The disclaimer telling you that I don't own Ghosts characters is off watching TV. Just some more fun and fluff from my tiny mind.
Ghost TV
"Samantha?" Hetty walked in with the other ghosts into the kitchen. "Oh good, we caught you doing nothing."
"I just finished an article for the newspaper," Sam said as she drank some coffee. "About post-modern feminism and advertising."
"Like I said doing nothing," Hetty remarked. "We need to have a meeting about some important topics."
"What's this week's problem with television?" Sam sighed.
"Actually, we have a few of them," Isaac told her. "I wouldn't call all of them problems exactly…"
"I would," Hetty remarked.
"Let's just go down the list," Pete suggested. "With the biggest one."
"This is going to be one of those meetings, isn't it?" Sam sighed as she drank her coffee. "Okay what's the Number One problem with TV this week?"

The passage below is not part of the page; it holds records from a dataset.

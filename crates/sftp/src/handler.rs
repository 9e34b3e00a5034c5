//! SSH client event handler

use russh::client::Handler;
use russh::keys::{HashAlg, PublicKey};

/// Client handler that trusts every server host key.
///
/// No known_hosts lookup or fingerprint pinning takes place, so the
/// connection is open to man-in-the-middle attacks. The fingerprint is
/// logged at debug level for manual inspection.
#[derive(Debug, Default, Clone, Copy)]
pub struct AcceptAnyHostKey;

impl Handler for AcceptAnyHostKey {
    type Error = russh::Error;

    async fn check_server_key(&mut self, server_public_key: &PublicKey) -> Result<bool, Self::Error> {
        let fingerprint = server_public_key.fingerprint(HashAlg::Sha256);
        tracing::debug!(%fingerprint, "accepting server host key without verification");
        Ok(true)
    }
}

"These so-called real-life programs about ghosts," Hetty told her. "Samantha I can't believe they allow that drivel on television. Then again, they do allow a lot of other drivel on television…"

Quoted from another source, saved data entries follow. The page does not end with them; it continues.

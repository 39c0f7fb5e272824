pub mod queries;
pub mod types;

pub use types::{Booking, BookingParams, NewBooking};

use sqlx::SqlitePool;

use crate::errors::AppError;
use crate::rules::{self, Field, FieldErrors, RuleSet, Validator};

/// Validate `params` and persist them as a new booking.
///
/// Every rule runs; all violations come back together as
/// [`AppError::Validation`]. Email uniqueness is checked up front so it can be
/// reported alongside the other errors, and again by the UNIQUE index on
/// insert so two racing submissions cannot both succeed.
pub async fn create_booking(
    pool: &SqlitePool,
    params: &BookingParams,
) -> Result<Booking, AppError> {
    let mut validator = Validator::new(params, &RuleSet::SERVER);
    validator.check_presence().check_email_format();
    if !validator.has_error(Field::Email)
        && queries::email_exists(pool, params.email.trim()).await?
    {
        validator.add(Field::Email, rules::TAKEN);
    }
    validator.check_options().check_dates();

    let new = match validator.finish() {
        Ok(new) => new,
        Err(errors) => {
            log::info!("Booking rejected: {errors}");
            return Err(AppError::Validation(errors));
        }
    };

    let id = match queries::create(pool, &new).await {
        Ok(id) => id,
        Err(sqlx::Error::Database(e)) if e.is_unique_violation() => {
            log::info!("Booking rejected: email {} booked concurrently", new.email);
            let mut errors = FieldErrors::new();
            errors.add(Field::Email, rules::TAKEN);
            return Err(AppError::Validation(errors));
        }
        Err(e) => return Err(e.into()),
    };

    log::info!("Booking {id} created for {}", new.email);

    queries::find_by_id(pool, id).await?.ok_or(AppError::NotFound)
}

/// Every booking, unfiltered, in the order it was persisted.
pub async fn list_bookings(pool: &SqlitePool) -> Result<Vec<Booking>, AppError> {
    Ok(queries::find_all(pool).await?)
}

"Ghost Hunters, Ghost Adventurers," Pete counted off. "Ghost Hunting Adventures. Paranormal Adventures. Paranormal Hunters."
"These Woods Are Haunted," Isaac added. "These Houses Are Haunted. These Hotels Are Haunted. This Lifeguard Station Is Haunted. That was a one episode show."
"I Was Stalked By A Ghost," Alberta added. "A Ghost Is In My House. A Ghost Is In My Car. A Ghost Is In My Doctor's Waiting Room. I Was Stalked By A Ghost Cat…"
"Some of them kind of went off the rails," Trevor admitted.
"We watched a bunch of this drivel and couldn't find one single ghost," Isaac scoffed. "Mostly bad lighting and sketchy noises."
"Can ghosts see other ghosts on film?" Sam asked.
"Probably," Pete thought. "I think?"
"That's why we watched some of those shows," Trevor admitted. "To see if we could."
"I mean I know we have eternity to do nothing," Sasappis spoke up. "But even I thought those shows were a waste of time."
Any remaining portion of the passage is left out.